RECORDS PROVIDED:
::::::::::

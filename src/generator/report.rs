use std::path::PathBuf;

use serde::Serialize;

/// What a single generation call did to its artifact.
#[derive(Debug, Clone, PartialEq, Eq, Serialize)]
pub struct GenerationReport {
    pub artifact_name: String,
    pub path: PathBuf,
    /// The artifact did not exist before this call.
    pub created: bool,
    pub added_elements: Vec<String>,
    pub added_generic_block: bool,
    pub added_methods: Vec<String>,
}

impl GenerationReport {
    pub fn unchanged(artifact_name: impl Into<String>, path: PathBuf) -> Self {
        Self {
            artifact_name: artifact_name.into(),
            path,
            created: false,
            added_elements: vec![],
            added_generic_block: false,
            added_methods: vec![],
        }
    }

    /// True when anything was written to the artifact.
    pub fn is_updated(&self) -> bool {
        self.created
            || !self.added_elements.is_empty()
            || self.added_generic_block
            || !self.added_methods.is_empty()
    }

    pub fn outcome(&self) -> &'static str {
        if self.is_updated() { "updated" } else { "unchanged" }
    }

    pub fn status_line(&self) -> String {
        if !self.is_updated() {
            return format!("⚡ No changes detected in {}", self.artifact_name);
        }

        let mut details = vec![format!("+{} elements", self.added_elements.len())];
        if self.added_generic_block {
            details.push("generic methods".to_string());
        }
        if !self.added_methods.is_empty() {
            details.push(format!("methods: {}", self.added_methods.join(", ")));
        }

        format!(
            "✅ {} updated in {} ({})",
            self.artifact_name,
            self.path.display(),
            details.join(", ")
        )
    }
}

::::::::::

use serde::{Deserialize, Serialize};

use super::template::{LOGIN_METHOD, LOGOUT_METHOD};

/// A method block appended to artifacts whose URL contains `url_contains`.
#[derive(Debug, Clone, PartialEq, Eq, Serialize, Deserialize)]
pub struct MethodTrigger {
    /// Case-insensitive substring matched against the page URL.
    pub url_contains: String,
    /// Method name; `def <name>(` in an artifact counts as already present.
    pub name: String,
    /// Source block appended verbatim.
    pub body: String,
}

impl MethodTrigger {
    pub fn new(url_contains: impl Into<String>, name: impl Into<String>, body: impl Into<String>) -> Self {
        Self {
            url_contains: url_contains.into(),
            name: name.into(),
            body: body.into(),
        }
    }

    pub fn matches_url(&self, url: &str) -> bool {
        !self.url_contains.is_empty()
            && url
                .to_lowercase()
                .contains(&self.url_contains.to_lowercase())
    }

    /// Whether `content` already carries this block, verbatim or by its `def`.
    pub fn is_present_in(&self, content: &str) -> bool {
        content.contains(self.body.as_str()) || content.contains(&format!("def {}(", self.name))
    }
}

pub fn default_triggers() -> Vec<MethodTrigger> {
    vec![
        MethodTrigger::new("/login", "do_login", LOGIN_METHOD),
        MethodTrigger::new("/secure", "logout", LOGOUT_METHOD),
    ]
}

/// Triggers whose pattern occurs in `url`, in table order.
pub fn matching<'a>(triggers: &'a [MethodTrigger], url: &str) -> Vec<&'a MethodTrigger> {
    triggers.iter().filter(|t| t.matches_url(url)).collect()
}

::::::::::

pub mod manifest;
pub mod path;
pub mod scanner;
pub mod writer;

::::::::::

EXERCISE AIM: In the records, which lines mention the word "verbatim"? Copy those lines.

ANSWER TO THIS PROBLEM:
    /// Source block appended verbatim.
    /// Whether `content` already carries this block, verbatim or by its `def`.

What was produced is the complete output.